_What to do_
Output the data below exactly.

_Data records_
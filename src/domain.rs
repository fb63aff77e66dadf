// ===============================
// src/domain.rs
// ===============================
use std::sync::atomic::{AtomicI64, Ordering};

use chrono::Utc;
use once_cell::sync::Lazy;
use serde::{Deserialize, Serialize};

#[derive(Debug, Clone, Copy, PartialEq, Eq, Serialize, Deserialize)]
pub enum Side { Buy, Sell }

impl Side {
    /// Economic opposite, used when hedging a fill on the spot venue.
    pub fn hedge(&self) -> Side { match self { Side::Buy => Side::Sell, Side::Sell => Side::Buy } }
    pub fn as_str(&self) -> &'static str { match self { Side::Buy => "buy", Side::Sell => "sell" } }
}

#[derive(Debug, Clone, Copy, PartialEq, Eq, Hash, Serialize, Deserialize)]
#[serde(rename_all = "lowercase")]
pub enum ProductType { Spot, Futures, Delivery }

impl ProductType {
    pub fn as_str(&self) -> &'static str {
        match self {
            ProductType::Spot => "spot",
            ProductType::Futures => "futures",
            ProductType::Delivery => "delivery",
        }
    }
}

/// Order lifecycle. `New` is local-only (placement not yet acknowledged);
/// `Create` means the REST call returned an exchange order id; `Created` is
/// the exchange ack from the user stream. Terminal states never advance.
#[derive(Debug, Clone, Copy, PartialEq, Eq, Serialize, Deserialize)]
pub enum OrderStatus {
    New,
    Create,
    Created,
    Cancel,
    Canceled,
    PartiallyFilled,
    Filled,
    Expired,
    Failed,
}

impl OrderStatus {
    pub fn is_terminal(&self) -> bool {
        matches!(
            self,
            OrderStatus::Filled | OrderStatus::Canceled | OrderStatus::Expired | OrderStatus::Failed
        )
    }

    /// Whether the order still rests on the exchange (or is on its way there).
    pub fn is_open(&self) -> bool {
        matches!(self, OrderStatus::New | OrderStatus::Create | OrderStatus::Created)
    }
}

#[derive(Debug, Clone, Serialize, Deserialize)]
pub struct Order {
    pub symbol: String,
    pub side: Side,
    pub price: f64,
    pub volume: f64,
    pub client_order_id: String,
    pub exchange_order_id: String,
    pub created_at: i64, // unix seconds
    pub status: OrderStatus,
    // hedge routing
    pub base_asset: String,
    pub quote_asset: String,
    pub precision: (u32, u32), // (volume decimals, price decimals)
}

impl Order {
    pub fn format(&self) -> String {
        format!(
            "id={}, client_id={}, side={}, price={}, volume={}, symbol={}",
            self.exchange_order_id,
            self.client_order_id,
            self.side.as_str(),
            self.price,
            self.volume,
            self.symbol
        )
    }
}

// ---- Normalized inbound events (produced by the transport adapters) ----

#[derive(Debug, Clone, Serialize, Deserialize)]
pub struct PriceUpdate {
    pub exchange: String,
    pub symbol: String,
    pub product: ProductType,
    pub bid_price: f64,
    pub bid_volume: f64,
    pub ask_price: f64,
    pub ask_volume: f64,
    pub update_id: i64,
    pub ts_ms: i64,
}

#[derive(Debug, Clone, Serialize, Deserialize)]
pub struct OrderUpdate {
    pub exchange: String,
    pub symbol: String,
    pub client_order_id: String,
    pub exchange_order_id: String,
    pub side: Side,
    pub status: OrderStatus,
    pub filled_price: f64,
    pub filled_volume: f64,
}

#[derive(Debug, Clone, Serialize, Deserialize)]
pub struct AccountUpdate {
    pub exchange: String,
    pub symbol: String,
    /// Net position in contracts, long positive.
    pub position: f64,
    /// Margin balance in base asset, when the account stream carries it.
    pub margin_balance: Option<f64>,
}

// ---- Outbound commands consumed by the gateway worker pool ----

#[derive(Debug, Clone)]
pub enum GatewayCommand {
    PlaceLimitPostOnly(Order),
    PlaceMarket(Order),
    CancelAll { symbol: String },
    CancelByClientIds { symbol: String, ids: Vec<String> },
}

// ---- Recorder events ----

#[derive(Debug, Clone, Serialize, Deserialize)]
pub enum Event {
    Order(OrderUpdate),
    Account(AccountUpdate),
}

pub fn timestamp_ms() -> i64 {
    Utc::now().timestamp_millis()
}

// Client order ids are a process-wide monotonic counter seeded from the
// wall clock, so restarts never reuse an id the exchange may still know.
static CLIENT_ORDER_ID: Lazy<AtomicI64> = Lazy::new(|| AtomicI64::new(timestamp_ms()));

pub fn next_client_order_id() -> String {
    let id = CLIENT_ORDER_ID.fetch_add(1, Ordering::Relaxed) + 1;
    id.to_string()
}

/// Round to `decimals` fractional digits; quote prices and hedge amounts must
/// match the instrument precision or the exchange rejects the request.
pub fn round_to(value: f64, decimals: u32) -> f64 {
    let factor = 10f64.powi(decimals as i32);
    (value * factor).round() / factor
}

#[cfg(test)]
mod tests {
    use super::*;

    #[test]
    fn client_order_ids_are_unique_and_increasing() {
        let a: i64 = next_client_order_id().parse().unwrap();
        let b: i64 = next_client_order_id().parse().unwrap();
        assert!(b > a);
    }

    #[test]
    fn terminal_states() {
        assert!(OrderStatus::Filled.is_terminal());
        assert!(OrderStatus::Canceled.is_terminal());
        assert!(OrderStatus::Expired.is_terminal());
        assert!(OrderStatus::Failed.is_terminal());
        assert!(!OrderStatus::Created.is_terminal());
        assert!(OrderStatus::New.is_open());
        assert!(!OrderStatus::PartiallyFilled.is_open());
    }

    #[test]
    fn hedge_side_is_opposite() {
        assert_eq!(Side::Buy.hedge(), Side::Sell);
        assert_eq!(Side::Sell.hedge(), Side::Buy);
    }

    #[test]
    fn rounding_follows_precision() {
        assert_eq!(round_to(49990.123456, 2), 49990.12);
        assert_eq!(round_to(0.0012345, 4), 0.0012);
    }
}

_Solution_
filename src/domain.rs
repository fb63aff77e66dadf
// ===============================
// src/domain.rs
// ===============================
use std::sync::atomic::{AtomicI64, Ordering};

use chrono::Utc;
use once_cell::sync::Lazy;
use serde::{Deserialize, Serialize};

#[derive(Debug, Clone, Copy, PartialEq, Eq, Serialize, Deserialize)]
pub enum Side { Buy, Sell }

impl Side {
    /// Economic opposite, used when hedging a fill on the spot venue.
    pub fn hedge(&self) -> Side { match self { Side::Buy => Side::Sell, Side::Sell => Side::Buy } }
    pub fn as_str(&self) -> &'static str { match self { Side::Buy => "buy", Side::Sell => "sell" } }
}

#[derive(Debug, Clone, Copy, PartialEq, Eq, Hash, Serialize, Deserialize)]
#[serde(rename_all = "lowercase")]
pub enum ProductType { Spot, Futures, Delivery }

impl ProductType {
    pub fn as_str(&self) -> &'static str {
        match self {
            ProductType::Spot => "spot",
            ProductType::Futures => "futures",
            ProductType::Delivery => "delivery",
        }
    }
}

/// Order lifecycle. `New` is local-only (placement not yet acknowledged);
/// `Create` means the REST call returned an exchange order id; `Created` is
/// the exchange ack from the user stream. Terminal states never advance.
#[derive(Debug, Clone, Copy, PartialEq, Eq, Serialize, Deserialize)]
pub enum OrderStatus {
    New,
    Create,
    Created,
    Cancel,
    Canceled,
    PartiallyFilled,
    Filled,
    Expired,
    Failed,
}

impl OrderStatus {
    pub fn is_terminal(&self) -> bool {
        matches!(
            self,
            OrderStatus::Filled | OrderStatus::Canceled | OrderStatus::Expired | OrderStatus::Failed
        )
    }

    /// Whether the order still rests on the exchange (or is on its way there).
    pub fn is_open(&self) -> bool {
        matches!(self, OrderStatus::New | OrderStatus::Create | OrderStatus::Created)
    }
}

#[derive(Debug, Clone, Serialize, Deserialize)]
pub struct Order {
    pub symbol: String,
    pub side: Side,
    pub price: f64,
    pub volume: f64,
    pub client_order_id: String,
    pub exchange_order_id: String,
    pub created_at: i64, // unix seconds
    pub status: OrderStatus,
    // hedge routing
    pub base_asset: String,
    pub quote_asset: String,
    pub precision: (u32, u32), // (volume decimals, price decimals)
}

impl Order {
    pub fn format(&self) -> String {
        format!(
            "id={}, client_id={}, side={}, price={}, volume={}, symbol={}",
            self.exchange_order_id,
            self.client_order_id,
            self.side.as_str(),
            self.price,
            self.volume,
            self.symbol
        )
    }
}

// ---- Normalized inbound events (produced by the transport adapters) ----

#[derive(Debug, Clone, Serialize, Deserialize)]
pub struct PriceUpdate {
    pub exchange: String,
    pub symbol: String,
    pub product: ProductType,
    pub bid_price: f64,
    pub bid_volume: f64,
    pub ask_price: f64,
    pub ask_volume: f64,
    pub update_id: i64,
    pub ts_ms: i64,
}

#[derive(Debug, Clone, Serialize, Deserialize)]
pub struct OrderUpdate {
    pub exchange: String,
    pub symbol: String,
    pub client_order_id: String,
    pub exchange_order_id: String,
    pub side: Side,
    pub status: OrderStatus,
    pub filled_price: f64,
    pub filled_volume: f64,
}

#[derive(Debug, Clone, Serialize, Deserialize)]
pub struct AccountUpdate {
    pub exchange: String,
    pub symbol: String,
    /// Net position in contracts, long positive.
    pub position: f64,
    /// Margin balance in base asset, when the account stream carries it.
    pub margin_balance: Option<f64>,
}

// ---- Outbound commands consumed by the gateway worker pool ----

#[derive(Debug, Clone)]
pub enum GatewayCommand {
    PlaceLimitPostOnly(Order),
    PlaceMarket(Order),
    CancelAll { symbol: String },
    CancelByClientIds { symbol: String, ids: Vec<String> },
}

// ---- Recorder events ----

#[derive(Debug, Clone, Serialize, Deserialize)]
pub enum Event {
    Order(OrderUpdate),
    Account(AccountUpdate),
}

pub fn timestamp_ms() -> i64 {
    Utc::now().timestamp_millis()
}

// Client order ids are a process-wide monotonic counter seeded from the
// wall clock, so restarts never reuse an id the exchange may still know.
static CLIENT_ORDER_ID: Lazy<AtomicI64> = Lazy::new(|| AtomicI64::new(timestamp_ms()));

pub fn next_client_order_id() -> String {
    let id = CLIENT_ORDER_ID.fetch_add(1, Ordering::Relaxed) + 1;
    id.to_string()
}

/// Round to `decimals` fractional digits; quote prices and hedge amounts must
/// match the instrument precision or the exchange rejects the request.
pub fn round_to(value: f64, decimals: u32) -> f64 {
    let factor = 10f64.powi(decimals as i32);
    (value * factor).round() / factor
}

#[cfg(test)]
mod tests {
    use super::*;

    #[test]
    fn client_order_ids_are_unique_and_increasing() {
        let a: i64 = next_client_order_id().parse().unwrap();
        let b: i64 = next_client_order_id().parse().unwrap();
        assert!(b > a);
    }

    #[test]
    fn terminal_states() {
        assert!(OrderStatus::Filled.is_terminal());
        assert!(OrderStatus::Canceled.is_terminal());
        assert!(OrderStatus::Expired.is_terminal());
        assert!(OrderStatus::Failed.is_terminal());
        assert!(!OrderStatus::Created.is_terminal());
        assert!(OrderStatus::New.is_open());
        assert!(!OrderStatus::PartiallyFilled.is_open());
    }

    #[test]
    fn hedge_side_is_opposite() {
        assert_eq!(Side::Buy.hedge(), Side::Sell);
        assert_eq!(Side::Sell.hedge(), Side::Buy);
    }

    #[test]
    fn rounding_follows_precision() {
        assert_eq!(round_to(49990.123456, 2), 49990.12);
        assert_eq!(round_to(0.0012345, 4), 0.0012);
    }
}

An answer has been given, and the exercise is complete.